Check each line of the records below and collect those that include the word "join".
──────── SUPPLIED RECORDS ────────
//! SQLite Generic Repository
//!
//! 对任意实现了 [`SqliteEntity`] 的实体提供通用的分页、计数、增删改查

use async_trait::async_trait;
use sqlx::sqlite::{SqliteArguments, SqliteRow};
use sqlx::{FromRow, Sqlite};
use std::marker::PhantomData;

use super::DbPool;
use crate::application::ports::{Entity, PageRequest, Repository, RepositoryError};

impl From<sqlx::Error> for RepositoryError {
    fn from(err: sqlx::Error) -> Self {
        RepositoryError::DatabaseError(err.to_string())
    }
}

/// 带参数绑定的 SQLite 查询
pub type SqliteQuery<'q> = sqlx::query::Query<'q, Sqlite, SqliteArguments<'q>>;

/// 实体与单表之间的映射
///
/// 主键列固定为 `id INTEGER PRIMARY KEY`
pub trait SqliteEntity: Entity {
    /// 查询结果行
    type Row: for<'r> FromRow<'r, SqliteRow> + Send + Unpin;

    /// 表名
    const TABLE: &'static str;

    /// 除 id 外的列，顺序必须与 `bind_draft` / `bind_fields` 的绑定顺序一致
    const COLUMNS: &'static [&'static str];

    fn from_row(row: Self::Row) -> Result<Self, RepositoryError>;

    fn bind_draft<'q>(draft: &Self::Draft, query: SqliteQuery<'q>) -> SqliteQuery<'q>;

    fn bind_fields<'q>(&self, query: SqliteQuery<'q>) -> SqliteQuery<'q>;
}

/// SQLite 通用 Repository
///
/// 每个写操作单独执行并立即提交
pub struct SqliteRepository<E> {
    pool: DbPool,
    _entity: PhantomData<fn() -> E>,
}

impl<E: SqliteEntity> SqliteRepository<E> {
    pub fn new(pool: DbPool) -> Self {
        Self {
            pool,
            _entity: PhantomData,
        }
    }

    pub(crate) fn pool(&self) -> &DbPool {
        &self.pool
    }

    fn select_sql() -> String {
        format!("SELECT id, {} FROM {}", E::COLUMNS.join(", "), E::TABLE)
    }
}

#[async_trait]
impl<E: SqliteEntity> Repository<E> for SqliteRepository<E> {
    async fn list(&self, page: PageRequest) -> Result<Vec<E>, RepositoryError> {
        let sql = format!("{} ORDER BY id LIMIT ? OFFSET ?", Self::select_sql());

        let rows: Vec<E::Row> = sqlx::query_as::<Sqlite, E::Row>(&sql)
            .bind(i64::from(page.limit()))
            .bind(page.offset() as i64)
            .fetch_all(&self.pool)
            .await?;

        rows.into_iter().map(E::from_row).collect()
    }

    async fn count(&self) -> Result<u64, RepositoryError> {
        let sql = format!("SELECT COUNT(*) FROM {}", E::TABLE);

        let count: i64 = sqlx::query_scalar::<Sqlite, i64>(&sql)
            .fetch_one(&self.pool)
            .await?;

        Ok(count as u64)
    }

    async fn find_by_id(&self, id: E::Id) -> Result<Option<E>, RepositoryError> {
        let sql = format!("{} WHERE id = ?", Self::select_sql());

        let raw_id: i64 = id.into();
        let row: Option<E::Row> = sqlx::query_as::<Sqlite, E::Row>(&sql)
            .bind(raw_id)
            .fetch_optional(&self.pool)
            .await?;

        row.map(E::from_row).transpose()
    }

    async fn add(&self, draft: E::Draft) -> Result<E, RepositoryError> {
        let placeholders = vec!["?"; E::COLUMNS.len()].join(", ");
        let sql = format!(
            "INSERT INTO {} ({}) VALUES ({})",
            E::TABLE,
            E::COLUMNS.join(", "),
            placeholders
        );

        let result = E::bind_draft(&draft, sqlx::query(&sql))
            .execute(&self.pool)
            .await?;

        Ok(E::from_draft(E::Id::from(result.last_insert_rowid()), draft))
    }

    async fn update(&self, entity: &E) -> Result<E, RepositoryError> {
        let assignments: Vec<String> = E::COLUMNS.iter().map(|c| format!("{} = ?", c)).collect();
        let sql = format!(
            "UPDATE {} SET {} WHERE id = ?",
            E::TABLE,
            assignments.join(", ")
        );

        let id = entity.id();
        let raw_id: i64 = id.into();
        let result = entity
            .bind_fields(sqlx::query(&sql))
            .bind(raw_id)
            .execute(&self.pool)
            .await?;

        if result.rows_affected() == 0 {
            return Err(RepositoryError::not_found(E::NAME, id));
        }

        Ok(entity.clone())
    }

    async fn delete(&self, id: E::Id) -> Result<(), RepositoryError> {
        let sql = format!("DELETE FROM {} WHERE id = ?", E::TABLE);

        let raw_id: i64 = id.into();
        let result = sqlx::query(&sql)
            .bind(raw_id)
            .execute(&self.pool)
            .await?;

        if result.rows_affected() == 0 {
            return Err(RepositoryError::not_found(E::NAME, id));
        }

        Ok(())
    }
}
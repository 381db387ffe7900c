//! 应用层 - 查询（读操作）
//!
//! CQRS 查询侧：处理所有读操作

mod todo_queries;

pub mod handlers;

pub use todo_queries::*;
────────
──────── SUPPLIED RECORDS ────────
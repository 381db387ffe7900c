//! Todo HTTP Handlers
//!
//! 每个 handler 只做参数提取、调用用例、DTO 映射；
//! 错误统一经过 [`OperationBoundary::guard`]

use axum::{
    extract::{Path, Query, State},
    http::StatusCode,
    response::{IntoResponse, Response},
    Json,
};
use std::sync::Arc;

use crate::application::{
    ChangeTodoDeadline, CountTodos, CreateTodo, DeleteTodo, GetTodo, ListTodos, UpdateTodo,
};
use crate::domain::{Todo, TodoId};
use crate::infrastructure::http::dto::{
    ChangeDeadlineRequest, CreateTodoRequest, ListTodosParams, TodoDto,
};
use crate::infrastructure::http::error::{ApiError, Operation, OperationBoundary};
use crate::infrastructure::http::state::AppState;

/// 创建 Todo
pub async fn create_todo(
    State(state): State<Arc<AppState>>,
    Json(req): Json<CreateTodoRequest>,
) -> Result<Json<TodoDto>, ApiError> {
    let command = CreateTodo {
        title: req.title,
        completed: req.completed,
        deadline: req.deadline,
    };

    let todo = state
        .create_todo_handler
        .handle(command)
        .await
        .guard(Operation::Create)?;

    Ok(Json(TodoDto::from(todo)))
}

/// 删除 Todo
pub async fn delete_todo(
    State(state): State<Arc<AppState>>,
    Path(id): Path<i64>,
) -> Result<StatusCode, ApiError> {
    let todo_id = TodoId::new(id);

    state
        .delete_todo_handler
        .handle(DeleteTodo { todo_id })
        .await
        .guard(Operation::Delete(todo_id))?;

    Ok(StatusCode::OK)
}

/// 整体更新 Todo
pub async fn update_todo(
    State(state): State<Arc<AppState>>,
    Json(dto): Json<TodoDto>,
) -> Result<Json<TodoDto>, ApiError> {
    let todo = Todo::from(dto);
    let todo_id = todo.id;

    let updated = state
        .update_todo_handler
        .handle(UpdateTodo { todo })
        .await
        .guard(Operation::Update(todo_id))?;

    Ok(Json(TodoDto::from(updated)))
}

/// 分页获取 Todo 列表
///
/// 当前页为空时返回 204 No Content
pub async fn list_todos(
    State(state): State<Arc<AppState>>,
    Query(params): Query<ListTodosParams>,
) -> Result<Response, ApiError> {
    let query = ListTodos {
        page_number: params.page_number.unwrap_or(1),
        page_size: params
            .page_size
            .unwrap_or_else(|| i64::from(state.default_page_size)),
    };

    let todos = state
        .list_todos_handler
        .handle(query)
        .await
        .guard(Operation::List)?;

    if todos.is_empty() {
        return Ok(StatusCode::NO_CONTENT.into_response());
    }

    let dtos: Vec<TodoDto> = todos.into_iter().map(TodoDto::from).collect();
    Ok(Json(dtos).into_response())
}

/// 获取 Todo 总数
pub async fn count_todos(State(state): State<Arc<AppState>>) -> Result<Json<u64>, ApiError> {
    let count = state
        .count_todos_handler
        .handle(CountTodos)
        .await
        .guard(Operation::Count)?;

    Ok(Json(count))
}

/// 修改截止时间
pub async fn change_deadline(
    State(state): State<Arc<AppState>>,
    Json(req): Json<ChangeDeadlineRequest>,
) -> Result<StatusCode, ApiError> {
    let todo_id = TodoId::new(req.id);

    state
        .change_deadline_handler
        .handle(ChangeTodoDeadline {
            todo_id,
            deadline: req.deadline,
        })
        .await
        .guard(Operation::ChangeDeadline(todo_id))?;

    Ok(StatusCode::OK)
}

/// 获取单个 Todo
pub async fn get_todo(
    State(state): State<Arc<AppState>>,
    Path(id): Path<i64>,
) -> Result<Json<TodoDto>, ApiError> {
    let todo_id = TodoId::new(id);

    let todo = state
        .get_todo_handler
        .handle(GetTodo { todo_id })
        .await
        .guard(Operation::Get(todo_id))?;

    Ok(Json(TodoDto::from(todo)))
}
────────
──────── SUPPLIED RECORDS ────────
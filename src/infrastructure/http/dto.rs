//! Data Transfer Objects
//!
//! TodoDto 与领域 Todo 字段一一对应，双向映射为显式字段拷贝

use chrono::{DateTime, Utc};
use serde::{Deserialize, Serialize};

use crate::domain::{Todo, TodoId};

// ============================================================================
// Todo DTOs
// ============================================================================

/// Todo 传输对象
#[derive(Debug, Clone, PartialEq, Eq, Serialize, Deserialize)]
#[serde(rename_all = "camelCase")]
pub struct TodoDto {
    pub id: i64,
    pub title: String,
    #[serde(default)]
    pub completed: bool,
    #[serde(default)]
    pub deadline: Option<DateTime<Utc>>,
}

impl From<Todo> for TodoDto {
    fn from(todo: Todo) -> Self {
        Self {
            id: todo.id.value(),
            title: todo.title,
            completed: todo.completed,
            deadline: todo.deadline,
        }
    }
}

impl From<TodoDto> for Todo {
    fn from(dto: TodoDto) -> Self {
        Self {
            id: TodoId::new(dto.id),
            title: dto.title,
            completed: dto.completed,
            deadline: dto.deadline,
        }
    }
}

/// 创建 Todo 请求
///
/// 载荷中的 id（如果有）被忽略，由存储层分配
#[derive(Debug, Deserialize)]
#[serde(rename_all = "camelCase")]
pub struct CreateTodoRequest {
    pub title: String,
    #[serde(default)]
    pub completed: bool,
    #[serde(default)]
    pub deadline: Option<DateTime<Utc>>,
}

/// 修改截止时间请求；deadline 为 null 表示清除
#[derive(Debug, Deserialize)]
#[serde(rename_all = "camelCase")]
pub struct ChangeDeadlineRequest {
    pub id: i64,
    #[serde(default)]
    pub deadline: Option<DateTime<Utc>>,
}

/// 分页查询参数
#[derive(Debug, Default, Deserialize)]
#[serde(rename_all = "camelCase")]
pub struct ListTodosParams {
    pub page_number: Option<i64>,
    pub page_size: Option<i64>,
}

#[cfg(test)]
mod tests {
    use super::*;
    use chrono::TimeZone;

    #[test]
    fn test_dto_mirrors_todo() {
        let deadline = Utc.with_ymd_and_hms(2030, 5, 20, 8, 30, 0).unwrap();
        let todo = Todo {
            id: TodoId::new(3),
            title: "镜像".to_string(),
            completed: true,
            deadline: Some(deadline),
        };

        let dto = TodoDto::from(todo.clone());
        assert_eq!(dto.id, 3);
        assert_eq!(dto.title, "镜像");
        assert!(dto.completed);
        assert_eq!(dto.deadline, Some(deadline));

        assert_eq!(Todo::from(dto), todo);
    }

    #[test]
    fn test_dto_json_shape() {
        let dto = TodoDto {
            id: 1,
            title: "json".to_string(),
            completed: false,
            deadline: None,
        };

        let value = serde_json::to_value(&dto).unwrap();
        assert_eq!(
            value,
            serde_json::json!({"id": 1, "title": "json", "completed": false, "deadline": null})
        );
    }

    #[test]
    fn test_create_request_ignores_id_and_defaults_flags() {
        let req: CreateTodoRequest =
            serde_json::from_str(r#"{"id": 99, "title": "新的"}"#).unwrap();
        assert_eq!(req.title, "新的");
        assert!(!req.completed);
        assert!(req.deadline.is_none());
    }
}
────────
**OUTPUT FOR THIS TASK**.
        format!("SELECT id, {} FROM {}", E::COLUMNS.join(", "), E::TABLE)
        let placeholders = vec!["?"; E::COLUMNS.len()].join(", ");
            E::COLUMNS.join(", "),
            assignments.join(", ")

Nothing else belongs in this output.